#### About this exercise
Give back only the lines in the records below from the one with "child title lists." to the one with "two entries is", both inclusive, word for word.
(Exercise data Opens)
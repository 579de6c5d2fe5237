//! A single titled node in the entry graph.

use serde::{Deserialize, Serialize};

/// A user-created, titled node with ordered parent and child title lists.
///
/// The title is the identity key. Both relation lists behave as ordered sets:
/// insertion order is kept for display and a title never appears twice.
///
/// Mutators are crate-private so that edge symmetry between two entries is
/// only ever changed through [`crate::graph::editor`].
#[derive(Debug, Clone, PartialEq, Eq, Serialize, Deserialize)]
#[serde(rename_all = "camelCase")]
pub struct Entry {
    title: String,
    #[serde(default)]
    parent_titles: Vec<String>,
    #[serde(default)]
    children_titles: Vec<String>,
}

impl Entry {
    /// A fresh entry with no relations.
    #[must_use]
    pub fn new(title: impl Into<String>) -> Self {
        Self {
            title: title.into(),
            parent_titles: Vec::new(),
            children_titles: Vec::new(),
        }
    }

    #[must_use]
    pub fn title(&self) -> &str {
        &self.title
    }

    #[must_use]
    pub fn parent_titles(&self) -> &[String] {
        &self.parent_titles
    }

    #[must_use]
    pub fn children_titles(&self) -> &[String] {
        &self.children_titles
    }

    #[must_use]
    pub fn has_parent(&self, title: &str) -> bool {
        self.parent_titles.iter().any(|t| t == title)
    }

    #[must_use]
    pub fn has_child(&self, title: &str) -> bool {
        self.children_titles.iter().any(|t| t == title)
    }

    /// `true` when the entry has neither parents nor children.
    #[must_use]
    pub fn is_isolated(&self) -> bool {
        self.parent_titles.is_empty() && self.children_titles.is_empty()
    }

    pub(crate) fn add_parent(&mut self, title: &str) -> bool {
        push_unique(&mut self.parent_titles, title)
    }

    pub(crate) fn remove_parent(&mut self, title: &str) -> bool {
        remove_title(&mut self.parent_titles, title)
    }

    pub(crate) fn add_child(&mut self, title: &str) -> bool {
        push_unique(&mut self.children_titles, title)
    }

    pub(crate) fn remove_child(&mut self, title: &str) -> bool {
        remove_title(&mut self.children_titles, title)
    }

    /// Collapse duplicate titles in both lists, keeping first occurrences.
    ///
    /// Only needed for snapshots produced outside this crate.
    pub(crate) fn dedup_relations(&mut self) {
        dedup_in_order(&mut self.parent_titles);
        dedup_in_order(&mut self.children_titles);
    }
}

/// Append `title` unless already present. Returns `true` if it was appended.
pub(crate) fn push_unique(list: &mut Vec<String>, title: &str) -> bool {
    if list.iter().any(|t| t == title) {
        return false;
    }
    list.push(title.to_string());
    true
}

fn remove_title(list: &mut Vec<String>, title: &str) -> bool {
    let before = list.len();
    list.retain(|t| t != title);
    list.len() != before
}

fn dedup_in_order(list: &mut Vec<String>) {
    let mut seen = std::collections::HashSet::new();
    list.retain(|t| seen.insert(t.clone()));
}

#[cfg(test)]
mod tests {
    use super::*;

    #[test]
    fn new_entry_is_isolated() {
        let entry = Entry::new("hello");
        assert_eq!(entry.title(), "hello");
        assert!(entry.is_isolated());
    }

    #[test]
    fn add_child_ignores_duplicates() {
        let mut entry = Entry::new("a");
        assert!(entry.add_child("b"));
        assert!(!entry.add_child("b"));
        assert_eq!(entry.children_titles(), ["b"]);
    }

    #[test]
    fn remove_parent_reports_presence() {
        let mut entry = Entry::new("a");
        entry.add_parent("p");
        assert!(entry.remove_parent("p"));
        assert!(!entry.remove_parent("p"));
        assert!(entry.parent_titles().is_empty());
    }

    #[test]
    fn insertion_order_is_kept() {
        let mut entry = Entry::new("a");
        for child in ["z", "m", "b"] {
            entry.add_child(child);
        }
        assert_eq!(entry.children_titles(), ["z", "m", "b"]);
    }

    #[test]
    fn serializes_with_camel_case_keys() {
        let mut entry = Entry::new("a");
        entry.add_parent("p");
        let json = serde_json::to_value(&entry).expect("serialize entry");
        assert_eq!(json["title"], "a");
        assert_eq!(json["parentTitles"][0], "p");
        assert!(json["childrenTitles"].as_array().is_some_and(Vec::is_empty));
    }

    #[test]
    fn missing_lists_deserialize_as_empty() {
        let entry: Entry = serde_json::from_str(r#"{"title":"solo"}"#).expect("parse entry");
        assert!(entry.is_isolated());
    }

    #[test]
    fn dedup_relations_keeps_first_occurrence() {
        let mut entry: Entry = serde_json::from_str(
            r#"{"title":"a","parentTitles":["p","q","p"],"childrenTitles":["c","c"]}"#,
        )
        .expect("parse entry");
        entry.dedup_relations();
        assert_eq!(entry.parent_titles(), ["p", "q"]);
        assert_eq!(entry.children_titles(), ["c"]);
    }
}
(Exercise data Closes)
#### Exercise answer
/// A user-created, titled node with ordered parent and child title lists.
///
/// The title is the identity key. Both relation lists behave as ordered sets:
/// insertion order is kept for display and a title never appears twice.
///
/// Mutators are crate-private so that edge symmetry between two entries is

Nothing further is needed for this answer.